Outro dia eu estava conversando com um crítico de cinema que eu admiro muito, um cara que tem uma estrada enorme, e eu comentei com ele que eu não escrevia para convencer quem me lia, mas sim para participar de um diálogo sobre filmes, e ele se espantou, dizendo que ele escrevia sim para convencer. Eu não acho que é esse o meu papel como crítica e inclusive fico muito feliz quando alguém discorda do meu texto, mas ainda assim diz ter achado meu ponto de vista bem fundamentado. Me assusta que as pessoas queiram que seus pontos de vista sobre cinematografias sejam verdades cristalizáveis.

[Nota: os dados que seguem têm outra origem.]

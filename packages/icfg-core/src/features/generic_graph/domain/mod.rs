//! Domain models for the graph substrate

pub mod graph;

pub use graph::{EdgeId, GenericGraph, GraphEdge, GraphNode, NodeId};
//! The interprocedural control-flow graph
//!
//! Wraps the generic arena with the program-point taxonomy, the
//! identity tables mapping program entities to nodes, the rep/sub merge
//! ledger filled in by simplification, and the loop-membership index
//! filled in by loop detection.
//!
//! Mutation is exposed through `&mut self` only: the builder, the
//! simplification pass, and the call-graph refresher hold the exclusive
//! reference during their phases; analysis clients hold `&Icfg` and get
//! the query surface alone. There is no interior mutability and no
//! internal synchronization.

use rustc_hash::FxHashMap;
use serde::{Deserialize, Serialize};
use tracing::{debug, trace};

use crate::errors::{IcfgError, Result};
use crate::features::generic_graph::{EdgeId, GenericGraph, GraphEdge, GraphNode, NodeId};
use crate::features::icfg::domain::edge::{BranchCondition, IcfgEdge, IcfgEdgeKind};
use crate::features::icfg::domain::node::{IcfgNode, IcfgNodeKind};
use crate::features::icfg::ports::call_graph::CallGraphProvider;
use crate::shared::models::{FunctionId, InstructionId, LoopId, ValueId};

/// Interprocedural control-flow graph
///
/// Lives for the whole analysis session. Nodes and edges are created by
/// the builder and by call-graph refresh; removal happens only during
/// simplification.
#[derive(Debug, Clone, PartialEq, Serialize, Deserialize)]
pub struct Icfg {
    graph: GenericGraph<IcfgNode, IcfgEdge>,

    /// The one global-initialization node
    global_node: Option<NodeId>,

    // Identity tables: a node exists iff it is reachable via exactly one
    // of these (or is the global node).
    inst_to_intra: FxHashMap<InstructionId, NodeId>,
    call_site_to_call: FxHashMap<InstructionId, NodeId>,
    call_site_to_ret: FxHashMap<InstructionId, NodeId>,
    fun_to_entry: FxHashMap<FunctionId, NodeId>,
    fun_to_exit: FxHashMap<FunctionId, NodeId>,

    /// Loops a node resides in, innermost-first as reported by loop
    /// detection; absence means "not in any loop"
    node_to_loops: FxHashMap<NodeId, Vec<LoopId>>,

    /// Merge ledger: nodes folded into a surviving representative.
    /// Every node starts as its own sole sub-node...
    sub_nodes: FxHashMap<NodeId, Vec<NodeId>>,
    /// ...and its own representative. The ledger records the latest
    /// fold only; chains are not compressed, callers resolve them.
    rep_node: FxHashMap<NodeId, NodeId>,
}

Também é verdade que há uma desvalorização muito grande do trabalho especializado na área da crítica de cinema, muito grande mesmo. Hoje em dia qualquer um se autointitula crítico sem a mais vaga formação na área – e eu não falo de estudo formal não, eu falo de minimamente compreender o campo dos Estudos de Cinema. Eu tenho pouca tolerância para essa ideia de que é só sentar e ver filmes e filmes em números volumosos (vibe Laranja mecânica) para automaticamente se transformar de cinéfilo em crítico. Claro que é importante assistir a filmes, mas não é uma competição por números e comentários no Letterboxd ou nas redes sociais que desenvolve o pensamento crítico sobre cinema.

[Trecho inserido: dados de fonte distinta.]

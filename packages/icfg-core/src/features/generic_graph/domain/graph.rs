//! Arena-based directed graph
//!
//! Nodes and edges live in arenas owned by the graph and are addressed
//! by dense integer handles. Adjacency lists store handles, never
//! references, so there is no cyclic ownership between nodes and edges.
//!
//! Handle allocation is per-instance state: ids are dense from 0,
//! strictly monotonic, and never reused after a removal. Downstream
//! analyses key worklists and result tables by these ids and rely on
//! both properties.

use std::collections::BTreeMap;

use rustc_hash::FxHashMap;
use serde::{Deserialize, Serialize};

use crate::errors::{IcfgError, Result};

/// Dense handle of a graph node
#[derive(
    Debug, Clone, Copy, PartialEq, Eq, PartialOrd, Ord, Hash, Serialize, Deserialize,
)]
pub struct NodeId(pub u32);

/// Dense handle of a graph edge
#[derive(
    Debug, Clone, Copy, PartialEq, Eq, PartialOrd, Ord, Hash, Serialize, Deserialize,
)]
pub struct EdgeId(pub u32);

/// Node payload contract: identity plus insertion-ordered adjacency views
pub trait GraphNode {
    fn node_id(&self) -> NodeId;

    /// Incoming edges in insertion order
    fn in_edges(&self) -> &[EdgeId];

    /// Outgoing edges in insertion order
    fn out_edges(&self) -> &[EdgeId];

    /// Returns false if the edge was already attached
    fn attach_incoming(&mut self, edge: EdgeId) -> bool;

    /// Returns false if the edge was already attached
    fn attach_outgoing(&mut self, edge: EdgeId) -> bool;

    fn detach_incoming(&mut self, edge: EdgeId);

    fn detach_outgoing(&mut self, edge: EdgeId);
}

/// Edge payload contract: identity plus endpoint handles
pub trait GraphEdge {
    fn edge_id(&self) -> EdgeId;
    fn src(&self) -> NodeId;
    fn dst(&self) -> NodeId;
}

/// Directed graph arena generic over node and edge payloads
///
/// Nodes sit in a `BTreeMap` so whole-graph iteration is ordered by id;
/// edges sit in a hash arena and are reached through the endpoints'
/// adjacency lists.
#[derive(Debug, Clone, PartialEq, Serialize, Deserialize)]
pub struct GenericGraph<N, E> {
    nodes: BTreeMap<NodeId, N>,
    edges: FxHashMap<EdgeId, E>,
    next_node_id: u32,
    next_edge_id: u32,
}

impl<N: GraphNode, E: GraphEdge> GenericGraph<N, E> {
    pub fn new() -> Self {
        Self {
            nodes: BTreeMap::new(),
            edges: FxHashMap::default(),
            next_node_id: 0,
            next_edge_id: 0,
        }
    }

    // ═══════════════════════════════════════════════════════════════════════
    // Nodes
    // ═══════════════════════════════════════════════════════════════════════

    /// Allocate the next node id and insert the payload built from it
    ///
    /// The id counter only ever moves forward, including across removals.
    pub fn add_node_with(&mut self, build: impl FnOnce(NodeId) -> N) -> NodeId {
        let id = NodeId(self.next_node_id);
        self.next_node_id += 1;
        let node = build(id);
        debug_assert_eq!(node.node_id(), id);
        self.nodes.insert(id, node);
        id
    }

    #[inline]
    pub fn node(&self, id: NodeId) -> Option<&N> {
        self.nodes.get(&id)
    }

    #[inline]
    pub fn node_mut(&mut self, id: NodeId) -> Option<&mut N> {
        self.nodes.get_mut(&id)
    }

    #[inline]
    pub fn has_node(&self, id: NodeId) -> bool {
        self.nodes.contains_key(&id)
    }

    /// Drop a node from the arena
    ///
    /// Incident edges are untouched; the caller removes them first.
    pub fn remove_node(&mut self, id: NodeId) -> Result<N> {
        self.nodes.remove(&id).ok_or(IcfgError::UnknownNode(id))
    }

    /// Nodes in ascending id order
    pub fn node_iter(&self) -> impl Iterator<Item = &N> {
        self.nodes.values()
    }

    #[inline]
    pub fn node_count(&self) -> usize {
        self.nodes.len()
    }

    // ═══════════════════════════════════════════════════════════════════════
    // Edges
    // ═══════════════════════════════════════════════════════════════════════

    /// Allocate the next edge id, insert the payload, and attach it to
    /// both endpoints' adjacency lists
    ///
    /// Both endpoints must already be in the arena.
    pub fn add_edge_with(&mut self, build: impl FnOnce(EdgeId) -> E) -> Result<EdgeId> {
        let id = EdgeId(self.next_edge_id);
        let edge = build(id);
        debug_assert_eq!(edge.edge_id(), id);
        let (src, dst) = (edge.src(), edge.dst());
        if !self.has_node(src) {
            return Err(IcfgError::UnknownNode(src));
        }
        if !self.has_node(dst) {
            return Err(IcfgError::UnknownNode(dst));
        }
        self.next_edge_id += 1;
        self.edges.insert(id, edge);
        // Unwraps cannot fire: both endpoints were just checked.
        let attached_out = self.nodes.get_mut(&src).map(|n| n.attach_outgoing(id));
        let attached_in = self.nodes.get_mut(&dst).map(|n| n.attach_incoming(id));
        debug_assert_eq!(attached_out, Some(true));
        debug_assert_eq!(attached_in, Some(true));
        Ok(id)
    }

    #[inline]
    pub fn edge(&self, id: EdgeId) -> Option<&E> {
        self.edges.get(&id)
    }

    #[inline]
    pub fn has_edge(&self, id: EdgeId) -> bool {
        self.edges.contains_key(&id)
    }

    /// Detach the edge from both endpoints, then drop it from the arena
    ///
    /// Postcondition: the edge handle appears in neither endpoint's
    /// incoming nor outgoing adjacency list.
    pub fn remove_edge(&mut self, id: EdgeId) -> Result<E> {
        let edge = self.edges.remove(&id).ok_or(IcfgError::UnknownEdge(id))?;
        if let Some(src) = self.nodes.get_mut(&edge.src()) {
            src.detach_outgoing(id);
        }
        if let Some(dst) = self.nodes.get_mut(&edge.dst()) {
            dst.detach_incoming(id);
        }
        Ok(edge)
    }

    /// Edges in arena order (unspecified); use adjacency lists for
    /// deterministic traversal
    pub fn edge_iter(&self) -> impl Iterator<Item = &E> {
        self.edges.values()
    }

    #[inline]
    pub fn edge_count(&self) -> usize {
        self.edges.len()
    }
}

impl<N: GraphNode, E: GraphEdge> Default for GenericGraph<N, E> {
    fn default() -> Self {
        Self::new()
    }
}

#[cfg(test)]
mod tests {
    use super::*;

    #[derive(Debug, Clone, PartialEq, Serialize, Deserialize)]
    struct TestNode {
        id: NodeId,
        in_edges: Vec<EdgeId>,
        out_edges: Vec<EdgeId>,
    }

    impl GraphNode for TestNode {
        fn node_id(&self) -> NodeId {
            self.id
        }
        fn in_edges(&self) -> &[EdgeId] {
            &self.in_edges
        }
        fn out_edges(&self) -> &[EdgeId] {
            &self.out_edges
        }
        fn attach_incoming(&mut self, edge: EdgeId) -> bool {
            if self.in_edges.contains(&edge) {
                return false;
            }
            self.in_edges.push(edge);
            true
        }
        fn attach_outgoing(&mut self, edge: EdgeId) -> bool {
            if self.out_edges.contains(&edge) {
                return false;
            }
            self.out_edges.push(edge);
            true
        }
        fn detach_incoming(&mut self, edge: EdgeId) {
            self.in_edges.retain(|e| *e != edge);
        }
        fn detach_outgoing(&mut self, edge: EdgeId) {
            self.out_edges.retain(|e| *e != edge);
        }
    }

    #[derive(Debug, Clone, PartialEq, Serialize, Deserialize)]
    struct TestEdge {
        id: EdgeId,
        src: NodeId,
        dst: NodeId,
    }

    impl GraphEdge for TestEdge {
        fn edge_id(&self) -> EdgeId {
            self.id
        }
        fn src(&self) -> NodeId {
            self.src
        }
        fn dst(&self) -> NodeId {
            self.dst
        }
    }

    fn test_node(id: NodeId) -> TestNode {
        TestNode {
            id,
            in_edges: Vec::new(),
            out_edges: Vec::new(),
        }
    }

    #[test]
    fn test_node_ids_are_dense_and_monotonic() {
        let mut g: GenericGraph<TestNode, TestEdge> = GenericGraph::new();
        let a = g.add_node_with(test_node);
        let b = g.add_node_with(test_node);
        assert_eq!(a, NodeId(0));
        assert_eq!(b, NodeId(1));

        g.remove_node(a).unwrap();
        let c = g.add_node_with(test_node);
        // Freed slots are never recycled.
        assert_eq!(c, NodeId(2));
    }

    #[test]
    fn test_edge_attaches_to_both_endpoints() {
        let mut g: GenericGraph<TestNode, TestEdge> = GenericGraph::new();
        let a = g.add_node_with(test_node);
        let b = g.add_node_with(test_node);
        let e = g
            .add_edge_with(|id| TestEdge { id, src: a, dst: b })
            .unwrap();

        assert_eq!(g.node(a).unwrap().out_edges(), &[e]);
        assert_eq!(g.node(b).unwrap().in_edges(), &[e]);
    }

    #[test]
    fn test_remove_edge_leaves_no_dangling_adjacency() {
        let mut g: GenericGraph<TestNode, TestEdge> = GenericGraph::new();
        let a = g.add_node_with(test_node);
        let b = g.add_node_with(test_node);
        let e = g
            .add_edge_with(|id| TestEdge { id, src: a, dst: b })
            .unwrap();

        g.remove_edge(e).unwrap();
        assert!(g.node(a).unwrap().out_edges().is_empty());
        assert!(g.node(b).unwrap().in_edges().is_empty());
        assert!(!g.has_edge(e));
    }

    #[test]
    fn test_edge_to_unknown_endpoint_is_rejected() {
        let mut g: GenericGraph<TestNode, TestEdge> = GenericGraph::new();
        let a = g.add_node_with(test_node);
        let ghost = NodeId(99);
        let err = g
            .add_edge_with(|id| TestEdge {
                id,
                src: a,
                dst: ghost,
            })
            .unwrap_err();
        assert_eq!(err, IcfgError::UnknownNode(ghost));
        assert_eq!(g.edge_count(), 0);
    }
}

Resumindo, acho que a academia ganharia com essa capacidade da crítica de fazer movimentar a reflexão sobre cinema de forma mais ágil, rápida e menos presa a um formato delimitado e pouco afeito a experimentações. Mas a crítica tem muito a aprender com a academia também. Essas atividades se cruzam e muitas vezes se fundem. E que bom.
Euller Felix: Para você, qual a função da crítica de cinema?
Maria Caú: Para mim, a crítica tem por objetivo maior facilitar o diálogo entre os realizadores e o público de uma obra. Ela acaba sendo um documento histórico muito importante também, que retrata como um filme (ou qualquer obra de arte) foi recebido num dado momento e num certo lugar (e, claro, por uma certa pessoa, porque eu não trabalho com a pretensão de ter um olhar totalmente imparcial sobre nada; acredito, ao contrário, que a gente deve estar ciente dos limites do nosso olhar, do quanto ele por vezes pode estar “programado” – e estar ciente é uma forma de tentar desviciar o olhar quando necessário). E também atuar chamando atenção para obras e realizadores que poderiam passar despercebidos ou não vêm recebendo a atenção que você acredita que eles merecem. É também muito valoroso fazer um trabalho mais histórico, no sentido de revisitar filmes antigos e pensar na evolução dessas obras ao longo do tempo, como elas são recebidas por novos olhos (sem querer analisá-las como se elas tivessem sido produzidas hoje, claro). Tenho escrito pouco, por causa das pressões da vida e da pandemia, e me sinto muito mais impelida a escrever quando acredito que meu ponto de vista pode contribuir ou nuançar um debate que é muito maior do que eu. O meu desejo é apenas fazer parte dessa conversa.